Piorou ainda mais, o tom de ironia do presidente nas redes sociais falando do “drama pessoal” do presidente da Câmara Rodrigo Maia, depois da prisão do seu sogro Moreira Franco pela Polícia Federal (em seguida, tanto ele como Michel Temer, e mais seis investigados, acabaram soltos por Habeas Corpus).
Em resposta a este imbróglio todo, a turma “do deixa disso”, liderada por Paulo Guedes, logo tratou de colocar “panos quentes”, tentando reaproximações com o Congresso. Muitos já consideram, inclusive, que Guedes, junto com Maia, é o novo articulador do governo no Congresso pela negativa de Bolsonaro de sê-lo. Na verdade, no seu “destempero” inevitável, ele não parece ser o coordenador ideal das articulações do seu governo. A capacidade de convencimento dele é zero. É sincero em alguns momentos? Pode ser, mas chama atenção seu despreparo para o trato pesado com o Congresso. Muitos argumentariam que Jair Bolsonaro tem “tempo de estrada”, nos seus 28 anos como deputado no Congresso, mas sempre atuando na segunda linha da casa, defendendo interesses corporativos, das Forças Armadas, além de pregações pelos bons costumes e a família. Ou seja, sempre foi um político do baixo clero e sem grande liderança.
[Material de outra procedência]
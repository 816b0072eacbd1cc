pub mod metrics;
pub mod rate_limit;
pub mod trace;
use async_trait::async_trait;
use chrono::{DateTime, Utc};
use futures::TryStreamExt;
use mongodb::bson::{doc, Document};
use mongodb::error::{ErrorKind, WriteFailure};
use mongodb::options::IndexOptions;
use mongodb::{Client, ClientSession, Collection, Database, IndexModel};
use serde::{de::DeserializeOwned, Deserialize, Serialize};

use super::{AttemptRepository, QuizSessionRepository, StorageError, WordRepository};
use crate::metrics::track_db_operation;
use crate::models::{Difficulty, QuizAttempt, QuizSession, QuizStatus, Word};

const WORDS: &str = "words";
const SESSIONS: &str = "quiz_sessions";
const ATTEMPTS: &str = "quiz_attempts";

/// MongoDB-backed repositories. Ids are UUID strings stored in `_id`.
#[derive(Clone)]
pub struct MongoRepository {
    client: Client,
    db: Database,
}

impl MongoRepository {
    pub fn new(client: Client, database: &str) -> Self {
        Self {
            db: client.database(database),
            client,
        }
    }

    /// Unique text index for the word bank, lookup indexes for the rest.
    pub async fn ensure_indexes(&self) -> Result<(), StorageError> {
        self.words()
            .create_index(
                IndexModel::builder()
                    .keys(doc! { "text": 1 })
                    .options(IndexOptions::builder().unique(true).build())
                    .build(),
            )
            .await
            .map_err(map_mongo_error)?;

        self.attempts()
            .create_index(
                IndexModel::builder()
                    .keys(doc! { "session_id": 1, "attempt_number": 1 })
                    .build(),
            )
            .await
            .map_err(map_mongo_error)?;

        tracing::info!("MongoDB indexes ensured");
        Ok(())
    }

    fn words(&self) -> Collection<WordDocument> {
        self.db.collection(WORDS)
    }

    fn sessions(&self) -> Collection<SessionDocument> {
        self.db.collection(SESSIONS)
    }

    fn attempts(&self) -> Collection<AttemptDocument> {
        self.db.collection(ATTEMPTS)
    }

    async fn find_words(&self, filter: Document) -> Result<Vec<Word>, StorageError> {
        let cursor = self
            .words()
            .find(filter)
            .sort(doc! { "text": 1 })
            .await
            .map_err(map_mongo_error)?;
        collect(cursor).await
    }
}

impl MongoRepository {
    async fn write_answer(
        &self,
        tx: &mut ClientSession,
        session: &QuizSession,
        attempt: &QuizAttempt,
    ) -> mongodb::error::Result<()> {
        self.attempts()
            .insert_one(AttemptDocument::from(attempt))
            .session(&mut *tx)
            .await?;
        self.sessions()
            .replace_one(doc! { "_id": session.id.as_str() }, SessionDocument::from(session))
            .upsert(true)
            .session(&mut *tx)
            .await?;
        Ok(())
    }
}

async fn collect<D, T>(cursor: mongodb::Cursor<D>) -> Result<Vec<T>, StorageError>
where
    D: DeserializeOwned + Unpin + Send + Sync + Into<T>,
{
    let documents: Vec<D> = cursor.try_collect().await.map_err(map_mongo_error)?;
    Ok(documents.into_iter().map(Into::into).collect())
}

fn map_mongo_error(err: mongodb::error::Error) -> StorageError {
    if is_duplicate_key(&err) {
        return StorageError::Conflict("Word with the same text already exists".to_string());
    }
    match err.kind.as_ref() {
        ErrorKind::BsonDeserialization(e) => StorageError::Serialization(e.to_string()),
        ErrorKind::BsonSerialization(e) => StorageError::Serialization(e.to_string()),
        _ => StorageError::Connection(err.to_string()),
    }
}

fn is_duplicate_key(err: &mongodb::error::Error) -> bool {
    matches!(
        err.kind.as_ref(),
        ErrorKind::Write(WriteFailure::WriteError(we)) if we.code == 11000
    )
}
use axum::{
    extract::Request,
    http::{header::HeaderName, HeaderValue},
    middleware::Next,
    response::Response,
};
use tracing::Instrument;
use uuid::Uuid;

pub const TRACE_ID_HEADER: &str = "x-trace-id";

#[derive(Clone, Debug)]
pub struct RequestTraceContext {
    pub trace_id: String,
}

/// Reuses the caller's `x-trace-id` or mints one, runs the request inside a
/// span carrying it, and echoes it on the response.
pub async fn trace_context_middleware(mut request: Request, next: Next) -> Response {
    let trace_id = request
        .headers()
        .get(TRACE_ID_HEADER)
        .and_then(|value| value.to_str().ok())
        .filter(|value| !value.is_empty())
        .map(str::to_string)
        .unwrap_or_else(|| Uuid::new_v4().to_string());

    request.extensions_mut().insert(RequestTraceContext {
        trace_id: trace_id.clone(),
    });

    let span = tracing::info_span!(
        "request",
        trace_id = %trace_id,
        method = %request.method(),
        path = %request.uri().path(),
    );
    let mut response = next.run(request).instrument(span).await;

    if let Ok(value) = HeaderValue::from_str(&trace_id) {
        response
            .headers_mut()
            .insert(HeaderName::from_static(TRACE_ID_HEADER), value);
    }

    response
}
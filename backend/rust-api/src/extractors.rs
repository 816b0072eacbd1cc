use axum::{
    extract::{FromRequest, FromRequestParts, Query, Request},
    http::request::Parts,
    response::{IntoResponse, Response},
    Json,
};
use serde_json::json;

/// JSON extractor whose rejections use the API error body instead of plain
/// text.
pub struct AppJson<T>(pub T);

impl<T, S> FromRequest<S> for AppJson<T>
where
    T: serde::de::DeserializeOwned + 'static,
    S: Send + Sync,
{
    type Rejection = Response;

    async fn from_request(req: Request, state: &S) -> Result<Self, Self::Rejection> {
        match Json::<T>::from_request(req, state).await {
            Ok(Json(value)) => Ok(AppJson(value)),
            Err(rejection) => {
                let message = format!("Failed to parse JSON request body: {}", rejection.body_text());
                tracing::warn!("{}", message);
                let body = json!({
                    "error": "validation_error",
                    "message": message,
                });
                Err((rejection.status(), Json(body)).into_response())
            }
        }
    }
}

/// Query-string extractor with the same error body as `AppJson`.
pub struct AppQuery<T>(pub T);

impl<T, S> FromRequestParts<S> for AppQuery<T>
where
    T: serde::de::DeserializeOwned,
    S: Send + Sync,
{
    type Rejection = Response;

    async fn from_request_parts(parts: &mut Parts, state: &S) -> Result<Self, Self::Rejection> {
        match Query::<T>::from_request_parts(parts, state).await {
            Ok(Query(value)) => Ok(AppQuery(value)),
            Err(rejection) => {
                let message = format!("Failed to parse query string: {}", rejection.body_text());
                tracing::warn!("{}", message);
                let body = json!({
                    "error": "validation_error",
                    "message": message,
                });
                Err((rejection.status(), Json(body)).into_response())
            }
        }
    }
}
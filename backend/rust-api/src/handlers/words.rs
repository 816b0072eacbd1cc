use axum::{
    extract::{Path, State},
    http::StatusCode,
    response::IntoResponse,
    Json,
};
use std::sync::Arc;

use crate::{
    error::QuizError,
    extractors::{AppJson, AppQuery},
    models::{
        BulkDeleteRequest, CreateWordRequest, ImportWordsRequest, ListWordsQuery,
        RandomWordQuery, UpdateWordRequest,
    },
    services::AppState,
};

/// POST /api/v1/words
pub async fn create_word(
    State(state): State<Arc<AppState>>,
    AppJson(req): AppJson<CreateWordRequest>,
) -> Result<impl IntoResponse, QuizError> {
    let word = state.word_service().create_word(req).await?;
    Ok((StatusCode::CREATED, Json(word)))
}

/// GET /api/v1/words?active_only=true
pub async fn list_words(
    State(state): State<Arc<AppState>>,
    AppQuery(query): AppQuery<ListWordsQuery>,
) -> Result<impl IntoResponse, QuizError> {
    let words = state.word_service().list_words(query).await?;
    Ok(Json(words))
}

pub async fn get_word(
    State(state): State<Arc<AppState>>,
    Path(word_id): Path<String>,
) -> Result<impl IntoResponse, QuizError> {
    let word = state.word_service().get_word(&word_id).await?;
    Ok(Json(word))
}

pub async fn update_word(
    State(state): State<Arc<AppState>>,
    Path(word_id): Path<String>,
    AppJson(req): AppJson<UpdateWordRequest>,
) -> Result<impl IntoResponse, QuizError> {
    let word = state.word_service().update_word(&word_id, req).await?;
    Ok(Json(word))
}

pub async fn delete_word(
    State(state): State<Arc<AppState>>,
    Path(word_id): Path<String>,
) -> Result<impl IntoResponse, QuizError> {
    state.word_service().delete_word(&word_id).await?;
    Ok(StatusCode::NO_CONTENT)
}

/// GET /api/v1/words/random?exclude=id1,id2
pub async fn random_word(
    State(state): State<Arc<AppState>>,
    AppQuery(query): AppQuery<RandomWordQuery>,
) -> Result<impl IntoResponse, QuizError> {
    let picked = state.word_service().random_word(query).await?;
    Ok(Json(picked))
}

pub async fn bulk_delete_words(
    State(state): State<Arc<AppState>>,
    AppJson(req): AppJson<BulkDeleteRequest>,
) -> Result<impl IntoResponse, QuizError> {
    let response = state.word_service().delete_words(req).await?;
    Ok(Json(response))
}

/// POST /api/v1/words/{id}/usage - best effort, always 204
pub async fn record_word_usage(
    State(state): State<Arc<AppState>>,
    Path(word_id): Path<String>,
) -> StatusCode {
    state.word_service().record_usage(&word_id).await;
    StatusCode::NO_CONTENT
}

pub async fn import_words(
    State(state): State<Arc<AppState>>,
    AppJson(req): AppJson<ImportWordsRequest>,
) -> Result<impl IntoResponse, QuizError> {
    tracing::info!("Importing {} word rows", req.rows.len());
    let report = state.word_service().import_words(req).await?;
    Ok(Json(report))
}
use lazy_static::lazy_static;
use prometheus::{
    register_histogram_vec, register_int_counter, register_int_counter_vec, register_int_gauge,
    Encoder, HistogramVec, IntCounter, IntCounterVec, IntGauge, TextEncoder,
};

lazy_static! {
    // HTTP Metrics
    pub static ref HTTP_REQUESTS_TOTAL: IntCounterVec = register_int_counter_vec!(
        "http_requests_total",
        "Total number of HTTP requests",
        &["method", "path", "status"]
    )
    .unwrap();

    pub static ref HTTP_REQUEST_DURATION_SECONDS: HistogramVec = register_histogram_vec!(
        "http_request_duration_seconds",
        "HTTP request duration in seconds",
        &["method", "path"],
        vec![0.001, 0.005, 0.01, 0.025, 0.05, 0.1, 0.25, 0.5, 1.0, 2.5, 5.0, 10.0]
    )
    .unwrap();

    // Database Metrics (MongoDB)
    pub static ref DB_OPERATIONS_TOTAL: IntCounterVec = register_int_counter_vec!(
        "db_operations_total",
        "Total number of database operations",
        &["operation", "collection", "status"]
    )
    .unwrap();

    pub static ref DB_OPERATION_DURATION_SECONDS: HistogramVec = register_histogram_vec!(
        "db_operation_duration_seconds",
        "Database operation duration in seconds",
        &["operation", "collection"],
        vec![0.001, 0.005, 0.01, 0.025, 0.05, 0.1, 0.25, 0.5, 1.0]
    )
    .unwrap();

    // Business Metrics
    pub static ref QUIZ_SESSIONS_TOTAL: IntCounterVec = register_int_counter_vec!(
        "quiz_sessions_total",
        "Quiz session lifecycle transitions",
        &["transition"]
    )
    .unwrap();

    pub static ref QUIZ_SESSIONS_ACTIVE: IntGauge = register_int_gauge!(
        "quiz_sessions_active",
        "Number of quiz sessions currently in progress"
    )
    .unwrap();

    pub static ref ANSWERS_SUBMITTED_TOTAL: IntCounterVec = register_int_counter_vec!(
        "answers_submitted_total",
        "Total number of answers submitted",
        &["correct"]
    )
    .unwrap();

    pub static ref WORDS_SELECTED_TOTAL: IntCounter = register_int_counter!(
        "words_selected_total",
        "Words drawn from the pool for presentation"
    )
    .unwrap();

    pub static ref WORD_POOL_EXHAUSTED_TOTAL: IntCounter = register_int_counter!(
        "word_pool_exhausted_total",
        "Selections that found no eligible word"
    )
    .unwrap();

    pub static ref WORDS_IMPORTED_TOTAL: IntCounterVec = register_int_counter_vec!(
        "words_imported_total",
        "Bulk import rows by outcome",
        &["result"]
    )
    .unwrap();
}

/// Renders all metrics in Prometheus text format
pub fn render_metrics() -> Result<String, prometheus::Error> {
    let encoder = TextEncoder::new();
    let metric_families = prometheus::gather();
    let mut buffer = Vec::new();
    encoder.encode(&metric_families, &mut buffer)?;
    String::from_utf8(buffer)
        .map_err(|e| prometheus::Error::Msg(format!("Failed to convert metrics to UTF-8: {}", e)))
}

/// Helper: track database operation with metrics
pub async fn track_db_operation<F, T, E>(operation: &str, collection: &str, future: F) -> Result<T, E>
where
    F: std::future::Future<Output = Result<T, E>>,
{
    let start = std::time::Instant::now();
    let result = future.await;
    let duration = start.elapsed().as_secs_f64();

    let status = if result.is_ok() { "success" } else { "error" };

    DB_OPERATIONS_TOTAL
        .with_label_values(&[operation, collection, status])
        .inc();

    DB_OPERATION_DURATION_SECONDS
        .with_label_values(&[operation, collection])
        .observe(duration);

    result
}

/// Records a session status transition. `left_active` is set when the
/// session was ACTIVE before the transition.
pub fn record_session_transition(transition: &str, left_active: bool) {
    QUIZ_SESSIONS_TOTAL.with_label_values(&[transition]).inc();
    if transition == "started" {
        QUIZ_SESSIONS_ACTIVE.inc();
    } else if left_active {
        QUIZ_SESSIONS_ACTIVE.dec();
    }
}
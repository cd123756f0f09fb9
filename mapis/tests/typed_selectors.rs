//! Dispatch over typed values and closed variant sets.
#![cfg(feature = "macros")]

use mapis::{
    BuildError, DispatchError, DispatcherBuilder, Path, ResolutionFailure, Selector, SelectorKey,
    Variants,
    selectors::{Accessor, field, key},
    testing::RecordingHandler,
};

#[derive(Debug, Clone, Copy, PartialEq, Variants)]
#[variants(rename_all = "lowercase")]
enum Kind {
    Circle,
    Square,
    #[variant(rename = "tri")]
    Triangle,
}

#[derive(Debug, Clone, Copy, PartialEq, Variants)]
#[variants(rename_all = "snake_case")]
enum Command {
    Create { id: u32 },
    DeleteAll,
    Rename(u32, &'static str),
}

#[derive(Debug, Clone, PartialEq)]
struct Shape {
    kind: Kind,
    size: f64,
}

#[derive(Debug, Clone, PartialEq)]
struct Layer {
    shape: Option<Shape>,
}

#[derive(Debug, Clone, PartialEq)]
struct Document {
    layer: Layer,
}

fn document(kind: Kind, size: f64) -> Document {
    Document {
        layer: Layer {
            shape: Some(Shape { kind, size }),
        },
    }
}

fn shape_kind() -> impl Selector<Document> + Send + Sync {
    field("layer", |d: &Document| Some(&d.layer))
        .then(field("shape", |l: &Layer| l.shape.as_ref()))
        .then(key("kind", |s: &Shape| Some(&s.kind)))
}

fn size(d: &Document) -> f64 {
    d.layer.shape.as_ref().map_or(0.0, |s| s.size)
}

#[test]
fn test_derived_variant_keys() {
    assert_eq!(Kind::VARIANTS, &["circle", "square", "tri"]);
    assert_eq!(Kind::Triangle.variant_key(), "tri");
    assert_eq!(Kind::Circle.selector_key(), "circle");

    assert_eq!(Command::VARIANTS, &["create", "delete_all", "rename"]);
    assert_eq!(Command::Rename(1, "a").variant_key(), "rename");
    assert_eq!(Command::Create { id: 3 }.selector_key(), "create");
}

#[test]
fn test_typed_accessors_dispatch() {
    let d = DispatcherBuilder::<Document, (), f64>::new()
        .variants::<Kind>()
        .on(Kind::Circle, |d: &Document| 3.0 * size(d) * size(d))
        .on(Kind::Square, |d: &Document| size(d) * size(d))
        .on(Kind::Triangle, |d: &Document| size(d) * size(d) / 2.0)
        .build_with(shape_kind())
        .unwrap();

    assert_eq!(d.dispatch(&document(Kind::Square, 3.0), ()), Ok(9.0));
    assert_eq!(d.dispatch(&document(Kind::Triangle, 2.0), ()), Ok(2.0));
    assert_eq!(d.selector().path(), &Path::from(["layer", "shape", "kind"]));
}

#[test]
fn test_typed_accessor_absence_reported_at_step() {
    let recorder = RecordingHandler::<Document, (), ()>::new(());
    let d = DispatcherBuilder::<Document, (), ()>::new()
        .on(Kind::Circle, recorder.clone())
        .build_with(shape_kind())
        .unwrap();

    let empty = Document {
        layer: Layer { shape: None },
    };
    match d.dispatch(&empty, ()).unwrap_err() {
        DispatchError::PathResolution(e) => {
            assert_eq!(e.step, "shape");
            assert_eq!(e.index, 1);
            assert_eq!(e.reason, ResolutionFailure::MissingField);
        }
        other => panic!("expected a path failure, got {other:?}"),
    }
    assert_eq!(recorder.count(), 0);
}

#[test]
fn test_variant_set_checked_at_build() {
    let missing = DispatcherBuilder::<Document, (), f64>::new()
        .variants::<Kind>()
        .on(Kind::Circle, size)
        .on(Kind::Square, size)
        .build_with(shape_kind())
        .err();
    assert_eq!(missing, Some(BuildError::MissingHandlers(vec!["tri".to_string()])));

    let unknown = DispatcherBuilder::<Document, (), f64>::new()
        .variants::<Kind>()
        .on(Kind::Circle, size)
        .on(Kind::Square, size)
        .on(Kind::Triangle, size)
        .on("hexagon", size)
        .build_with(shape_kind())
        .err();
    assert_eq!(unknown, Some(BuildError::UnknownVariants(vec!["hexagon".to_string()])));
}

#[cfg(feature = "json")]
#[test]
fn test_string_path_over_json_with_derived_keys() {
    use serde_json::{Value, json};

    let d = DispatcherBuilder::<Value, (), &'static str>::new()
        .path(["command", "type"])
        .variants::<Command>()
        .on(Command::Create { id: 0 }, |_: &Value| "create")
        .on(Command::DeleteAll, |_: &Value| "delete")
        .on("rename", |_: &Value| "rename")
        .build()
        .unwrap();

    let value = json!({"command": {"type": "delete_all"}});
    assert_eq!(d.dispatch(&value, ()), Ok("delete"));
}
Um fato a considerar, e nós já víamos comentando muito sobre isso neste espaço, é que Bolsonaro não tem o direito de se perder nestas picuinhas menores, muito menos cair nas provocações quase que diárias da mídia nacional, como urubus sempre atrás de uma carniça (buscando lapsos neste governo). Como bem disse ele, no início do mandato, “este governo não tem o direito de errar”. Daí a necessidade de caminhar com muita cautela, leveza até, evitando provocações ou confrontos.
A agenda econômica está colocada em cima da mesa. É pautada, primeiramente, na reforma da Previdência. Como boa parte dos desajustes fiscais do País estão centrados na trajetória das despesas obrigatórias, sendo as com benefícios totalizando mais de 50% do total, parece-nos claro que a estabilização destas despesas e da dívida pública têm como pressuposto o ajuste do regime previdenciário. Daí o empenho de todos da área econômica.
Não poderíamos deixar de ressaltar também a importância do tal “Pacto Federativo”, pensado por Guedes, mas é importante estar atento que a PEC do Orçamento Impositivo, aprovada na Câmara na semana, foi meio que um tapa na cara a esta proposta do ministro. Guedes queria começar a desvincular parte das despesas, hoje carimbadas a determinadas receitas, enquanto que esta PEC aprovada na Câmara dá aos políticos amplos poderes para a obtenção de recursos para suas emendas. Perde totalmente o governo a capacidade de investir ou de definir onde deve alocar recursos.
Mesmo neste terreno pantanoso e tendo-se um presidente muito inábil nas negociações e no tratamento dos temas, ainda dá para se esperar algo deste governo, já que a agenda econômica meio que se impõem como inadiável. Se a reforma da Previdência não passar, o prazo de validade do governo se reduzirá consideravelmente, com muitos acreditando que nem completaria este primeiro ano de mandato, tal a má vontade da imprensa e também dos vários desencontros e amadorismos nas ações.
A reforma se encontra agora na Comissão de Constituição e Justiça (CCJ), um relator já foi escolhido, a admissibilidade deve acontecer até o dia 17 de abril, para depois ser enviada para a Comissão Especial e, em seguida, ir à votação no Plenário da Câmara.
Depois, o mesmo trâmite deve se seguir no Senado, passando por duas Comissões e indo a votação. Por ser tema constitucional (Projeto de Emenda Constitucional, PEC) são necessários dois terços dos votos nas duas Casas, ou seja, 308 na Câmara (para um total de 513) e 54 no Senado (81). Cálculos políticos estimam que ao fim deste primeiro semestre ou no início do segundo, esta “contenta” estará definida. Assim esperamos.